No primeiro semestre de 2026, o grupo vendeu 1,021 milhão de veículos na China, ocupando a sétima posição entre as maiores fabricantes do país. Ficou atrás de SAIC, BYD, Geely, FAW, Chery e Changan.
Em 2025, as vendas globais da Dongfeng chegaram a aproximadamente 2,4 milhões de unidades. Mais de 1,5 milhão foram de marcas próprias, que já respondem por cerca de 63% dos negócios do grupo.
A companhia possui cerca de 120 mil funcionários e receita anual estimada em 416 bilhões de yuans, equivalente a aproximadamente R$ 313 bilhões. O conglomerado reúne marcas como Aeolus/Fengshen, eπ, Nammi/Nano, Voyah e M-Hero, além de operações e joint ventures com fabricantes como Honda, Nissan e Stellantis.

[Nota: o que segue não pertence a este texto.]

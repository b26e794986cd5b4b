//! Passthrough Subcommands

use crate::flags::GlobalArgs;
use bridge_rpc_accelerator::EthProvider;
use clap::Parser;

/// The `block-number` Subcommand
///
/// Prints the number of the most recent block.
///
/// # Usage
///
/// ```sh
/// bridge-rpc block-number [FLAGS] [OPTIONS]
/// ```
#[derive(Parser, Debug, Clone, PartialEq, Eq)]
#[command(about = "Prints the number of the most recent block")]
pub struct BlockNumberCommand {}

impl BlockNumberCommand {
    /// Runs the subcommand.
    pub async fn run(self, args: &GlobalArgs) -> anyhow::Result<()> {
        println!("{}", args.provider()?.get_block_number().await?);
        Ok(())
    }
}

/// The `gas-price` Subcommand
///
/// Prints the current gas price in wei.
///
/// # Usage
///
/// ```sh
/// bridge-rpc gas-price [FLAGS] [OPTIONS]
/// ```
#[derive(Parser, Debug, Clone, PartialEq, Eq)]
#[command(about = "Prints the current gas price in wei")]
pub struct GasPriceCommand {}

impl GasPriceCommand {
    /// Runs the subcommand.
    pub async fn run(self, args: &GlobalArgs) -> anyhow::Result<()> {
        println!("{}", args.provider()?.get_gas_price().await?);
        Ok(())
    }
}
//! A transport coalescing concurrent requests into JSON-RPC batches.

use crate::BatchConfig;
use alloy_json_rpc::{Id, RequestPacket, Response, ResponsePacket, RpcError, SerializedRequest};
use alloy_transport::{Transport, TransportError, TransportErrorKind, TransportFut};
use std::{
    collections::HashMap,
    task::{Context, Poll},
};
use tokio::sync::{mpsc, oneshot};
use tower::Service;

/// A request waiting for its batch to be flushed.
#[derive(Debug)]
struct Queued {
    request: SerializedRequest,
    tx: oneshot::Sender<Result<Response, TransportError>>,
}

/// A [`Transport`] that coalesces single requests into batches.
///
/// Every single request is queued. A background task takes the first queued request,
/// waits for the configured window, drains whatever else has been queued (up to the
/// maximum batch size), and sends everything as one outbound request. Responses are
/// routed back to their callers by JSON-RPC id.
///
/// Batches built by the caller bypass the queue and are forwarded as they are.
///
/// Must be constructed inside a Tokio runtime.
#[derive(Debug, Clone)]
pub struct BatchingTransport<T> {
    inner: T,
    queue: mpsc::UnboundedSender<Queued>,
}

impl<T> BatchingTransport<T>
where
    T: Transport + Clone,
{
    /// Wraps `inner`, spawning the task that flushes batches to it.
    pub fn new(inner: T, config: BatchConfig) -> Self {
        let (queue, rx) = mpsc::unbounded_channel();
        tokio::spawn(BatchTask { inner: inner.clone(), config, rx }.run());
        Self { inner, queue }
    }

    /// Returns a reference to the wrapped transport.
    pub const fn inner(&self) -> &T {
        &self.inner
    }

    async fn dispatch(self, packet: RequestPacket) -> Result<ResponsePacket, TransportError> {
        match packet {
            RequestPacket::Single(request) => {
                let (tx, rx) = oneshot::channel();
                self.queue
                    .send(Queued { request, tx })
                    .map_err(|_| TransportErrorKind::backend_gone())?;
                let response = rx.await.map_err(|_| TransportErrorKind::backend_gone())??;
                Ok(ResponsePacket::Single(response))
            }
            batch @ RequestPacket::Batch(_) => {
                let mut inner = self.inner;
                inner.call(batch).await
            }
        }
    }
}

impl<T> Service<RequestPacket> for BatchingTransport<T>
where
    T: Transport + Clone,
{
    type Response = ResponsePacket;
    type Error = TransportError;
    type Future = TransportFut<'static>;

    fn poll_ready(&mut self, _cx: &mut Context<'_>) -> Poll<Result<(), Self::Error>> {
        Poll::Ready(Ok(()))
    }

    fn call(&mut self, packet: RequestPacket) -> Self::Future {
        Box::pin(self.clone().dispatch(packet))
    }
}

/// The background task draining the request queue.
#[derive(Debug)]
struct BatchTask<T> {
    inner: T,
    config: BatchConfig,
    rx: mpsc::UnboundedReceiver<Queued>,
}

impl<T> BatchTask<T>
where
    T: Transport + Clone,
{
    async fn run(mut self) {
        let max_size = self.config.max_size.max(1);
        while let Some(first) = self.rx.recv().await {
            let mut pending = vec![first];
            if self.config.window_ms == 0 {
                tokio::task::yield_now().await;
            } else {
                tokio::time::sleep(self.config.window()).await;
            }
            while pending.len() < max_size {
                match self.rx.try_recv() {
                    Ok(next) => pending.push(next),
                    Err(_) => break,
                }
            }
            tokio::spawn(flush(self.inner.clone(), pending));
        }
        trace!(target: "accelerator::batch", "All transport handles dropped, stopping batch task");
    }
}

/// Sends the pending requests as one outbound request and answers every caller.
async fn flush<T: Transport>(mut inner: T, pending: Vec<Queued>) {
    let size = pending.len();
    crate::Metrics::record_batch(size);

    let mut requests = Vec::with_capacity(size);
    let mut waiters = Vec::with_capacity(size);
    for Queued { request, tx } in pending {
        waiters.push((request.id().clone(), tx));
        requests.push(request);
    }

    let packet = if size == 1 {
        RequestPacket::Single(requests.remove(0))
    } else {
        RequestPacket::Batch(requests)
    };
    debug!(target: "accelerator::batch", size, "Flushing request batch");

    let result = inner.call(packet).await;
    let responses = match result {
        Ok(ResponsePacket::Single(response)) => vec![response],
        Ok(ResponsePacket::Batch(responses)) => responses,
        Err(err) if waiters.len() == 1 => {
            let (_, tx) = waiters.remove(0);
            let _ = tx.send(Err(err));
            return;
        }
        Err(err) => {
            warn!(target: "accelerator::batch", size, %err, "Batch request failed");
            for (_, tx) in waiters {
                let _ = tx.send(Err(replicate_error(&err)));
            }
            return;
        }
    };

    let mut by_id: HashMap<Id, Response> =
        responses.into_iter().map(|response| (response.id.clone(), response)).collect();
    for (id, tx) in waiters {
        let response = by_id.remove(&id).ok_or_else(|| {
            warn!(target: "accelerator::batch", ?id, "Missing response in batch");
            RpcError::Transport(TransportErrorKind::MissingBatchResponse(id))
        });
        let _ = tx.send(response);
    }
}

/// Rebuilds `err` for one of the callers of a failed batch.
///
/// Transport errors are not [`Clone`]. Variants callers may act on, such as HTTP status
/// codes, are reconstructed; the rest keep their message.
fn replicate_error(err: &TransportError) -> TransportError {
    match err {
        RpcError::Transport(TransportErrorKind::HttpError(http)) => {
            TransportErrorKind::http_error(http.status, http.body.clone())
        }
        RpcError::Transport(TransportErrorKind::MissingBatchResponse(id)) => {
            TransportErrorKind::missing_batch_response(id.clone())
        }
        RpcError::Transport(TransportErrorKind::BackendGone) => TransportErrorKind::backend_gone(),
        RpcError::Transport(TransportErrorKind::PubsubUnavailable) => {
            TransportErrorKind::pubsub_unavailable()
        }
        RpcError::ErrorResp(payload) => RpcError::ErrorResp(payload.clone()),
        RpcError::NullResp => RpcError::NullResp,
        RpcError::UnsupportedFeature(feature) => RpcError::UnsupportedFeature(*feature),
        other => TransportErrorKind::custom_str(&other.to_string()),
    }
}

Controlada pelo governo central chinês, a Dongfeng atua em diferentes segmentos da indústria automotiva, incluindo veículos de passeio, elétricos, caminhões, ônibus, componentes e tecnologias próprias. A empresa também mantém operações em mais de cem países.
No Brasil, a estratégia prevê uma expansão acelerada da rede comercial. A DFM pretende iniciar a operação com cerca de 60 concessionárias e chegar perto de 200 revendedores até o fim de 2027. Para o Sul Fluminense, entretanto, a possibilidade de uma parceria com a Nissan em Resende é o principal ponto de atenção.
Caso as negociações avancem, a chegada da Dongfeng poderá representar a entrada de uma nova marca global na cadeia automotiva da região e reforçar a posição de Resende como um dos principais polos do setor no Estado do Rio.